During this past season, MTSU tailback Dwone Hicks gained more than 1,000 yards rushing and wide receiver Tyrone Calico caught 45 passes and was invited to the postseason Senior Bowl all-star classic. Multi-talented quarterback Andrico Hines accounted for 16 touchdowns.
Prior to going to Middle Tennessee, Campbell was the 2000 Division II National Coach of the Year after leading Delta (Miss.) State to the D-II national title. He directed the Statesmen to a 14-1 overall mark and to the Gulf South Conference championship.
That title-winning campaign was the culmination of an outstanding three-year stint as the head coach at the Cleveland, Miss., based institution. He compiled a 27-8 overall record, including 20-7 within the GSC, during his tenure. Campbell¹s .771 winning percentage was among the best in school history and he left DSU ranked fifth on the school's victory list for head coaches and fourth in conference wins.
Prior to going to Delta State, Campbell served three seasons, the final two as head coach, at Southwest Mississippi Community College. He was named head coach in 1997 after serving the prior season as running backs coach. During his two years at the head of the program, Campbell's teams posted a 12-8 mark. Campbell's final SWCC team registered a 7-3 record, the school's first winning season in 12 years.
During his time at Southwest Mississippi CC, Campbell tutored three junior college all-America players and had 25 players sign Division I scholarships during his two years as head coach. His offense led all Mississippi junior colleges in rushing yardage both years. Campbell served as the head coach of the South squad in the '98 MACJC All-Star game, leading his team to a 13-12 victory.
Campbell began his coaching career in 1988 with two seasons as a graduate assistant at Auburn under legendary Tiger coach Pat Dye. The Tigers finished those seasons with identical 10-2 marks overall, 6-1 in the Southeastern Conference, and claimed a pair of SEC championships during his two years on the Plains. Auburn played in the 1989 Sugar and 1990 Hall of Fame Bowl games, defeating Ohio State 31-14 in the latter.
Campbell began his first stint at Delta State following that Auburn experience. During his initial three-year stay at DSU, he served two seasons as the offensive line coach and one as the offensive coordinator.
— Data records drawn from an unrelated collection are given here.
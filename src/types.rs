//! Shared types used across the ESB transmitter
//!
//! This module defines the sample buffer and payload types that flow
//! from the periodic transmitter into the radio layer.

use core::fmt;

use heapless::Vec;

use crate::config::{MAX_PAYLOAD_LEN, NUM_SAMPLES, SAMPLE_SIZE};

/// ESB pipe (logical destination channel)
#[derive(Clone, Copy, Debug, PartialEq, Eq, PartialOrd, Ord, Hash, Default)]
pub enum Pipe {
    /// Pipe 0 (base address 0)
    #[default]
    P0,
    /// Pipe 1
    P1,
    /// Pipe 2
    P2,
    /// Pipe 3
    P3,
    /// Pipe 4
    P4,
    /// Pipe 5
    P5,
    /// Pipe 6
    P6,
    /// Pipe 7
    P7,
}

impl Pipe {
    /// All pipes in order
    pub const ALL: [Self; 8] = [
        Self::P0,
        Self::P1,
        Self::P2,
        Self::P3,
        Self::P4,
        Self::P5,
        Self::P6,
        Self::P7,
    ];

    /// Create from a pipe number, returns None if out of range
    #[must_use]
    pub const fn from_index(index: u8) -> Option<Self> {
        if index < 8 {
            Some(Self::ALL[index as usize])
        } else {
            None
        }
    }

    /// Get the pipe number
    #[must_use]
    pub const fn index(self) -> u8 {
        self as u8
    }
}

#[cfg(feature = "embedded")]
impl defmt::Format for Pipe {
    fn format(&self, f: defmt::Formatter) {
        defmt::write!(f, "P{}", self.index());
    }
}

/// Rolling sample buffer
///
/// Every element advances by one per period, wrapping at `u16::MAX`.
#[derive(Clone, Copy, PartialEq, Eq)]
pub struct SampleBuffer<const N: usize = NUM_SAMPLES> {
    samples: [u16; N],
}

impl<const N: usize> SampleBuffer<N> {
    /// Create a buffer of zeros
    #[must_use]
    pub const fn new() -> Self {
        Self { samples: [0; N] }
    }

    /// Create a buffer from explicit samples
    #[must_use]
    pub const fn from_samples(samples: [u16; N]) -> Self {
        Self { samples }
    }

    /// Number of samples
    #[must_use]
    pub const fn len(&self) -> usize {
        N
    }

    /// Check if the buffer holds no samples
    #[must_use]
    pub const fn is_empty(&self) -> bool {
        N == 0
    }

    /// Get all samples
    #[must_use]
    pub const fn samples(&self) -> &[u16; N] {
        &self.samples
    }

    /// Get one sample
    #[must_use]
    pub fn get(&self, index: usize) -> Option<u16> {
        self.samples.get(index).copied()
    }

    /// Size of the buffer in bytes
    #[must_use]
    pub const fn byte_len(&self) -> usize {
        N * SAMPLE_SIZE
    }

    /// Advance every sample by one
    pub fn advance(&mut self) {
        for sample in &mut self.samples {
            *sample = sample.wrapping_add(1);
        }
    }
}

impl<const N: usize> Default for SampleBuffer<N> {
    fn default() -> Self {
        Self::new()
    }
}

impl<const N: usize> fmt::Debug for SampleBuffer<N> {
    fn fmt(&self, f: &mut fmt::Formatter<'_>) -> fmt::Result {
        match self.samples.first() {
            Some(first) => write!(f, "SampleBuffer(len={N}, first={first})"),
            None => write!(f, "SampleBuffer(empty)"),
        }
    }
}

#[cfg(feature = "embedded")]
impl<const N: usize> defmt::Format for SampleBuffer<N> {
    fn format(&self, f: defmt::Formatter) {
        defmt::write!(f, "Samples({}, first={})", N, self.get(0));
    }
}

/// Radio payload
///
/// Long-lived and overwritten in place on every transmission.
#[derive(Clone, PartialEq, Eq)]
pub struct Payload {
    /// Destination pipe
    pipe: Pipe,
    /// Skip the acknowledgement for this payload
    noack: bool,
    /// Payload bytes (length is `data.len()`)
    data: Vec<u8, MAX_PAYLOAD_LEN>,
}

impl Payload {
    /// Create an empty payload
    #[must_use]
    pub const fn new(pipe: Pipe, noack: bool) -> Self {
        Self {
            pipe,
            noack,
            data: Vec::new(),
        }
    }

    /// Create a payload holding a copy of `bytes`
    ///
    /// Returns None if `bytes` exceeds the maximum payload length.
    #[must_use]
    pub fn from_bytes(pipe: Pipe, noack: bool, bytes: &[u8]) -> Option<Self> {
        let data = Vec::from_slice(bytes).ok()?;
        Some(Self { pipe, noack, data })
    }

    /// Destination pipe
    #[must_use]
    pub const fn pipe(&self) -> Pipe {
        self.pipe
    }

    /// Whether the payload skips the acknowledgement
    #[must_use]
    pub const fn noack(&self) -> bool {
        self.noack
    }

    /// Payload length in bytes
    #[must_use]
    pub fn len(&self) -> usize {
        self.data.len()
    }

    /// Check if the payload is empty
    #[must_use]
    pub fn is_empty(&self) -> bool {
        self.data.is_empty()
    }

    /// Payload bytes
    #[must_use]
    pub fn data(&self) -> &[u8] {
        &self.data
    }

    /// Read back sample `index` (little-endian), or 0 if not present
    #[must_use]
    pub fn sample(&self, index: usize) -> u16 {
        let Some(start) = index.checked_mul(SAMPLE_SIZE) else {
            return 0;
        };
        match self.data.get(start..start.saturating_add(SAMPLE_SIZE)) {
            Some(&[lo, hi]) => u16::from_le_bytes([lo, hi]),
            _ => 0,
        }
    }

    /// Overwrite the payload with the samples in `buffer`
    ///
    /// Samples are stored little-endian. Samples that do not fit in
    /// [`MAX_PAYLOAD_LEN`] are dropped.
    pub fn fill_from<const N: usize>(&mut self, buffer: &SampleBuffer<N>) {
        self.data.clear();
        for sample in buffer.samples() {
            if self.data.extend_from_slice(&sample.to_le_bytes()).is_err() {
                break;
            }
        }
    }
}

impl Default for Payload {
    fn default() -> Self {
        Self::new(Pipe::P0, true)
    }
}

impl fmt::Debug for Payload {
    fn fmt(&self, f: &mut fmt::Formatter<'_>) -> fmt::Result {
        f.debug_struct("Payload")
            .field("pipe", &self.pipe)
            .field("noack", &self.noack)
            .field("len", &self.data.len())
            .finish()
    }
}

#[cfg(feature = "embedded")]
impl defmt::Format for Payload {
    fn format(&self, f: defmt::Formatter) {
        defmt::write!(
            f,
            "Payload({}, len={}, noack={})",
            self.pipe,
            self.data.len(),
            self.noack
        );
    }
}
He left Delta State following the '92 season for Nicholls (La.) State, where he spent three seasons as the offensive coordinator for Rick Rhoades, for whom he played collegiately at Troy State University. Campbell departed Nicholls for Southwest Mississippi Community College.
Campbell was a four-year starting center at Southeastern Louisiana (1984-85) and Troy State (1986-87). He was a member of the '87 Troy team that claimed the NCAA Division II National Football Championship with a 31-17 win over Portland State. He was a first-team, all-Gulf South Conference selection that same season.
He earned his bachelor's degree in economics from Troy State in 1988 and gained his master's degree while at Auburn in 1990.
The Pensacola, Fla., native is married to the former Shellie Norton, also of Pensacola, and they have two children, a daughter Kelsie, and a son Steven.